基于HER-2相关基因构建风险模型用于膀胱癌生存预后评估

Risk modeling based on HER-2 related genes for bladder cancer survival prognosis assessment

刘 欢锐 1, 彭 祥 1,2, 李 森林 1, 苟 欣 1,*
PMCID: PMC10560892  PMID: 37807731

Abstract

目的

探讨HER-2相关基因(the human epidermal growth factor receptor-2-related genes, HRGs)与膀胱癌生存预后的相关性,并基于HRGs构建一种膀胱癌患者生存预后的预测模型。

方法

从癌症基因组图谱(the cancer genome atlas, TCGA)中下载膀胱肿瘤组织mRNA测序数据和临床数据,通过与分子签名数据库(the molecular signatures database, MSigDB)中HER-2相关的基因联合分析鉴定膀胱癌中的HRGs。利用单因素和多因素Cox回归分析进一步明确与膀胱癌生存相关的HRGs(P < 0.05),并构建HRGs风险模型(HRGs risk score model, HRSM),根据风险评分取中位数将膀胱癌患者分成高风险组和低风险组。利用R语言对高风险和低风险组的患者进行生存分析,并对HRGs与临床特征的相关性进行分析。利用多因素Cox回归分析,验证影响膀胱癌患者预后的独立因素。计算HRSM的受试者工作特征曲线(receiver operating characteristic curve, ROC)下的面积(area under the curve, AUC),并构建诺模图(nomogram)对膀胱癌患者进行生存预测。利用TIMER数据库对HRSM和患者免疫细胞浸润相关性进行分析。

结果

共鉴定到13个与患者生存相关的HRGs。通过多因素Cox回归分析,筛选出5个基因(BTCCDC37EGFPTPRREREG)构建HRSM,高风险组的膀胱癌患者5年生存率明显低于低风险组患者。通过临床相关性分析发现,PTPRR的高表达与肿瘤分级、分期呈显著负相关,而EREG的高表达与肿瘤分级、分期呈正相关;EGF表达量的增加和患者的高级别有相关性,而CDC37的高表达却呈现出了相反的结果;BTC的表达与临床特征无显著相关性。通过对HRSM与免疫细胞的相关性分析发现,风险评分与树突状细胞、CD8+T细胞、CD4+T细胞、中性粒细胞和巨噬细胞的浸润呈正相关。

结论

HRGs对膀胱癌患者的预后有重要作用,可能作为新的预测性生物标志物和治疗的潜在靶点。

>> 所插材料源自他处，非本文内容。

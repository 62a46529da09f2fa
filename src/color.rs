use palette::{Hsl, IntoColor, Srgb};
use plotters::style::RGBColor;

// ---------------------------------------------------------------------------
// Color palette generator
// ---------------------------------------------------------------------------

/// Generates `n` visually distinct colours using evenly spaced hues.
pub fn series_palette(n: usize) -> Vec<RGBColor> {
    if n == 0 {
        return Vec::new();
    }
    (0..n)
        .map(|i| {
            let hue = (i as f32 / n as f32) * 360.0;
            let hsl = Hsl::new(hue, 0.75, 0.55);
            let rgb: Srgb = hsl.into_color();
            RGBColor(
                (rgb.red * 255.0) as u8,
                (rgb.green * 255.0) as u8,
                (rgb.blue * 255.0) as u8,
            )
        })
        .collect()
}

#[cfg(test)]
mod tests {
    use super::*;

    #[test]
    fn empty_palette_for_zero_series() {
        assert!(series_palette(0).is_empty());
    }

    #[test]
    fn palette_has_requested_length() {
        assert_eq!(series_palette(5).len(), 5);
    }

    #[test]
    fn colors_are_distinct() {
        let palette = series_palette(2);
        let a = (palette[0].0, palette[0].1, palette[0].2);
        let b = (palette[1].0, palette[1].1, palette[1].2);
        assert_ne!(a, b);
    }
}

Keywords: 膀胱癌, HER-2相关基因, 风险模型, 预后, 免疫细胞浸润


膀胱癌是全世界范围内最常见的十大癌症之一, 死亡率排名第13位[1]。尿路上皮癌(urothelial carcinoma, UC) 是迄今为止最常见的膀胱癌组织学类型,占膀胱癌的90% 以上。根据肿瘤侵犯的程度,膀胱癌可分为非肌层浸润性膀胱癌(non-muscle-invasive bladder cancer, NMIBC)和肌层浸润性膀胱癌(muscle-invasive bladder cancer, MIBC),MIBC占膀胱癌的30%左右[2]。尽管有可用的治疗方法,MIBC的复发率、进展率和死亡率仍然很高,严重影响了我们的生活[3]。MIBC患者行根治性膀胱切除术后,约半数最终会因转移或局部复发而死亡[4]。当MIBC发生转移后,尽管进行积极治疗,5年生存率也不到50%[5],因此,提高患者的总体生存率和降低复发率仍然是临床面临的主要挑战。随着分子水平研究的深入和基因检测技术的进步,确定新的有效的治疗靶点、构建预后模型判断膀胱癌患者的预后、进一步了解膀胱癌的发病机制、制定更有效的综合治疗策略是当前研究的重要方向。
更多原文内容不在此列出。